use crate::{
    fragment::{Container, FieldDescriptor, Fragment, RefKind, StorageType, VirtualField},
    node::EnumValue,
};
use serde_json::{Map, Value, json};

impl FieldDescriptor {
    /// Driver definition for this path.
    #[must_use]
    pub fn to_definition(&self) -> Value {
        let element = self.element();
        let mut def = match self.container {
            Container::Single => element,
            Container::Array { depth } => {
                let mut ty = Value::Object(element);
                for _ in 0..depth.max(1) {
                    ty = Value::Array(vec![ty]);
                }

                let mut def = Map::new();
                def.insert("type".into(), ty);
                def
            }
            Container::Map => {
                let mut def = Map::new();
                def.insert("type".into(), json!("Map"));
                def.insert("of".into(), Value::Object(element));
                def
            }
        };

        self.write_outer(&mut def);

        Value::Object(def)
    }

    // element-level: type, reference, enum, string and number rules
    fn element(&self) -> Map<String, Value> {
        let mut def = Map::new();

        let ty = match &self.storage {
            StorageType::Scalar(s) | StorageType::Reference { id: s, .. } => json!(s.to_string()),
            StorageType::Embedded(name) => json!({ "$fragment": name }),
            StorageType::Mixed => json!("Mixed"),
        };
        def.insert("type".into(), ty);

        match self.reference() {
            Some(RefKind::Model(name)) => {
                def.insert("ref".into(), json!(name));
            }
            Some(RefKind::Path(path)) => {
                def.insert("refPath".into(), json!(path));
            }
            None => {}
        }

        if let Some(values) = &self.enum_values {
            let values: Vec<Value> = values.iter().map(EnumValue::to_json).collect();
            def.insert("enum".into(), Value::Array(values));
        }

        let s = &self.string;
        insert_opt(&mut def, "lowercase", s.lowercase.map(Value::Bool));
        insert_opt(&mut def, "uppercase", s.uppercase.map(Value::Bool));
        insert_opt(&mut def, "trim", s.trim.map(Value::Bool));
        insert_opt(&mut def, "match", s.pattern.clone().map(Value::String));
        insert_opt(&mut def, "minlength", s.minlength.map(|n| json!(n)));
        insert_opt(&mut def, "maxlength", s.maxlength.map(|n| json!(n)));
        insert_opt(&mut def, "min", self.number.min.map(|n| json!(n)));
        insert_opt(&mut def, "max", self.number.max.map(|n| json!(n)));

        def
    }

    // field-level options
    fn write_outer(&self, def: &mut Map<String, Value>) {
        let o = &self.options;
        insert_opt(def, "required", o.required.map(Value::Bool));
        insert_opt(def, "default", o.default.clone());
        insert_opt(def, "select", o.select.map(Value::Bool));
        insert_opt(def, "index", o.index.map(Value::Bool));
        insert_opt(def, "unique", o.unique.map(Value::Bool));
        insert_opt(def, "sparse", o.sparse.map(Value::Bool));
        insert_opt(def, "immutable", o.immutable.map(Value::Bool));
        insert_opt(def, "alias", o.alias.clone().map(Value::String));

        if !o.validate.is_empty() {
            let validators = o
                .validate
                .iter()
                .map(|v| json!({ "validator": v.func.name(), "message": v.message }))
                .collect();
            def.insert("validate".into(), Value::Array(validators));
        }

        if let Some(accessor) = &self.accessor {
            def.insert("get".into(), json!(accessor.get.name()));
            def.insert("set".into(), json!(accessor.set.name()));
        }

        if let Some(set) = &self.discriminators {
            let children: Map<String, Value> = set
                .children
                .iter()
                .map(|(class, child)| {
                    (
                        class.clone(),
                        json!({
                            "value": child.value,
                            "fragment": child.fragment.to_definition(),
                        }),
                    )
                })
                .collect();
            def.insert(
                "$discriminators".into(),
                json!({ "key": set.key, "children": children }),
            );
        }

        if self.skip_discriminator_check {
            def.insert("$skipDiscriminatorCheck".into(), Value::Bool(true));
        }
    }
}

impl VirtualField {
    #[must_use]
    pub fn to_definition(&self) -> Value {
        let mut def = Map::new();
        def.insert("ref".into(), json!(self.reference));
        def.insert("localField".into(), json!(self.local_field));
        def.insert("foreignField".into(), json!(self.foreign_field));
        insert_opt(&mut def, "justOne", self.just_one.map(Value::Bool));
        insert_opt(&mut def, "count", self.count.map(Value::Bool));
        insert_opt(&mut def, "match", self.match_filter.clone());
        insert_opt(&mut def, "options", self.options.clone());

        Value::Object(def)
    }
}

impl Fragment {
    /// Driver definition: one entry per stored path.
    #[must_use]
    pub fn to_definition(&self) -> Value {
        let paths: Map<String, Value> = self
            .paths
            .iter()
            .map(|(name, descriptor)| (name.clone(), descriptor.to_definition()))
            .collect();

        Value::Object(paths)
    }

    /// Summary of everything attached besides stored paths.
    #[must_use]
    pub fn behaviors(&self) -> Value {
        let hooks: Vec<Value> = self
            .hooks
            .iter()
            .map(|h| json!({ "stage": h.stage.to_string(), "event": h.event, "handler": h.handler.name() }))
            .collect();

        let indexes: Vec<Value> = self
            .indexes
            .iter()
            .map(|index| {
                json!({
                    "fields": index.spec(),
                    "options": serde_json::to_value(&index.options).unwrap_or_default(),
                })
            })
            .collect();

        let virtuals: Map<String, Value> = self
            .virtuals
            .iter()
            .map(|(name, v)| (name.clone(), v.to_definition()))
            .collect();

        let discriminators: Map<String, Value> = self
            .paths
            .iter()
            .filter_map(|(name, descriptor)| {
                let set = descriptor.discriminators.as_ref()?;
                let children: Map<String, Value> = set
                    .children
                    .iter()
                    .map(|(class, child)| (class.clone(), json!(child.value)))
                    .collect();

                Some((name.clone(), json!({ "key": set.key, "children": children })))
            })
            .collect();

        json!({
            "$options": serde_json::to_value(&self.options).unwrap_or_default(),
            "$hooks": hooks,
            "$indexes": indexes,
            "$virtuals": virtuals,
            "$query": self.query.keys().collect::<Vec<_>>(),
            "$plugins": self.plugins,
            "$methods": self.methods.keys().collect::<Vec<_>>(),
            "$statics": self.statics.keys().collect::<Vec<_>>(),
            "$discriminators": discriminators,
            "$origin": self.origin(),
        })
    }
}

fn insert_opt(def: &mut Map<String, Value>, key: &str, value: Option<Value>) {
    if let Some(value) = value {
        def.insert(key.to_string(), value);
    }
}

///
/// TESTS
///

Exercise details - Could you reproduce all the records exactly?

Answer to the exercise -
use crate::{
    fragment::{Container, FieldDescriptor, Fragment, RefKind, StorageType, VirtualField},
    node::EnumValue,
};
use serde_json::{Map, Value, json};

impl FieldDescriptor {
    /// Driver definition for this path.
    #[must_use]
    pub fn to_definition(&self) -> Value {
        let element = self.element();
        let mut def = match self.container {
            Container::Single => element,
            Container::Array { depth } => {
                let mut ty = Value::Object(element);
                for _ in 0..depth.max(1) {
                    ty = Value::Array(vec![ty]);
                }

                let mut def = Map::new();
                def.insert("type".into(), ty);
                def
            }
            Container::Map => {
                let mut def = Map::new();
                def.insert("type".into(), json!("Map"));
                def.insert("of".into(), Value::Object(element));
                def
            }
        };

        self.write_outer(&mut def);

        Value::Object(def)
    }

    // element-level: type, reference, enum, string and number rules
    fn element(&self) -> Map<String, Value> {
        let mut def = Map::new();

        let ty = match &self.storage {
            StorageType::Scalar(s) | StorageType::Reference { id: s, .. } => json!(s.to_string()),
            StorageType::Embedded(name) => json!({ "$fragment": name }),
            StorageType::Mixed => json!("Mixed"),
        };
        def.insert("type".into(), ty);

        match self.reference() {
            Some(RefKind::Model(name)) => {
                def.insert("ref".into(), json!(name));
            }
            Some(RefKind::Path(path)) => {
                def.insert("refPath".into(), json!(path));
            }
            None => {}
        }

        if let Some(values) = &self.enum_values {
            let values: Vec<Value> = values.iter().map(EnumValue::to_json).collect();
            def.insert("enum".into(), Value::Array(values));
        }

        let s = &self.string;
        insert_opt(&mut def, "lowercase", s.lowercase.map(Value::Bool));
        insert_opt(&mut def, "uppercase", s.uppercase.map(Value::Bool));
        insert_opt(&mut def, "trim", s.trim.map(Value::Bool));
        insert_opt(&mut def, "match", s.pattern.clone().map(Value::String));
        insert_opt(&mut def, "minlength", s.minlength.map(|n| json!(n)));
        insert_opt(&mut def, "maxlength", s.maxlength.map(|n| json!(n)));
        insert_opt(&mut def, "min", self.number.min.map(|n| json!(n)));
        insert_opt(&mut def, "max", self.number.max.map(|n| json!(n)));

        def
    }

    // field-level options
    fn write_outer(&self, def: &mut Map<String, Value>) {
        let o = &self.options;
        insert_opt(def, "required", o.required.map(Value::Bool));
        insert_opt(def, "default", o.default.clone());
        insert_opt(def, "select", o.select.map(Value::Bool));
        insert_opt(def, "index", o.index.map(Value::Bool));
        insert_opt(def, "unique", o.unique.map(Value::Bool));
        insert_opt(def, "sparse", o.sparse.map(Value::Bool));
        insert_opt(def, "immutable", o.immutable.map(Value::Bool));
        insert_opt(def, "alias", o.alias.clone().map(Value::String));

        if !o.validate.is_empty() {
            let validators = o
                .validate
                .iter()
                .map(|v| json!({ "validator": v.func.name(), "message": v.message }))
                .collect();
            def.insert("validate".into(), Value::Array(validators));
        }

        if let Some(accessor) = &self.accessor {
            def.insert("get".into(), json!(accessor.get.name()));
            def.insert("set".into(), json!(accessor.set.name()));
        }

        if let Some(set) = &self.discriminators {
            let children: Map<String, Value> = set
                .children
                .iter()
                .map(|(class, child)| {
                    (
                        class.clone(),
                        json!({
                            "value": child.value,
                            "fragment": child.fragment.to_definition(),
                        }),
                    )
                })
                .collect();
            def.insert(
                "$discriminators".into(),
                json!({ "key": set.key, "children": children }),
            );
        }

        if self.skip_discriminator_check {
            def.insert("$skipDiscriminatorCheck".into(), Value::Bool(true));
        }
    }
}

impl VirtualField {
    #[must_use]
    pub fn to_definition(&self) -> Value {
        let mut def = Map::new();
        def.insert("ref".into(), json!(self.reference));
        def.insert("localField".into(), json!(self.local_field));
        def.insert("foreignField".into(), json!(self.foreign_field));
        insert_opt(&mut def, "justOne", self.just_one.map(Value::Bool));
        insert_opt(&mut def, "count", self.count.map(Value::Bool));
        insert_opt(&mut def, "match", self.match_filter.clone());
        insert_opt(&mut def, "options", self.options.clone());

        Value::Object(def)
    }
}

impl Fragment {
    /// Driver definition: one entry per stored path.
    #[must_use]
    pub fn to_definition(&self) -> Value {
        let paths: Map<String, Value> = self
            .paths
            .iter()
            .map(|(name, descriptor)| (name.clone(), descriptor.to_definition()))
            .collect();

        Value::Object(paths)
    }

    /// Summary of everything attached besides stored paths.
    #[must_use]
    pub fn behaviors(&self) -> Value {
        let hooks: Vec<Value> = self
            .hooks
            .iter()
            .map(|h| json!({ "stage": h.stage.to_string(), "event": h.event, "handler": h.handler.name() }))
            .collect();

        let indexes: Vec<Value> = self
            .indexes
            .iter()
            .map(|index| {
                json!({
                    "fields": index.spec(),
                    "options": serde_json::to_value(&index.options).unwrap_or_default(),
                })
            })
            .collect();

        let virtuals: Map<String, Value> = self
            .virtuals
            .iter()
            .map(|(name, v)| (name.clone(), v.to_definition()))
            .collect();

        let discriminators: Map<String, Value> = self
            .paths
            .iter()
            .filter_map(|(name, descriptor)| {
                let set = descriptor.discriminators.as_ref()?;
                let children: Map<String, Value> = set
                    .children
                    .iter()
                    .map(|(class, child)| (class.clone(), json!(child.value)))
                    .collect();

                Some((name.clone(), json!({ "key": set.key, "children": children })))
            })
            .collect();

        json!({
            "$options": serde_json::to_value(&self.options).unwrap_or_default(),
            "$hooks": hooks,
            "$indexes": indexes,
            "$virtuals": virtuals,
            "$query": self.query.keys().collect::<Vec<_>>(),
            "$plugins": self.plugins,
            "$methods": self.methods.keys().collect::<Vec<_>>(),
            "$statics": self.statics.keys().collect::<Vec<_>>(),
            "$discriminators": discriminators,
            "$origin": self.origin(),
        })
    }
}

fn insert_opt(def: &mut Map<String, Value>, key: &str, value: Option<Value>) {
    if let Some(value) = value {
        def.insert(key.to_string(), value);
    }
}

///
/// TESTS
///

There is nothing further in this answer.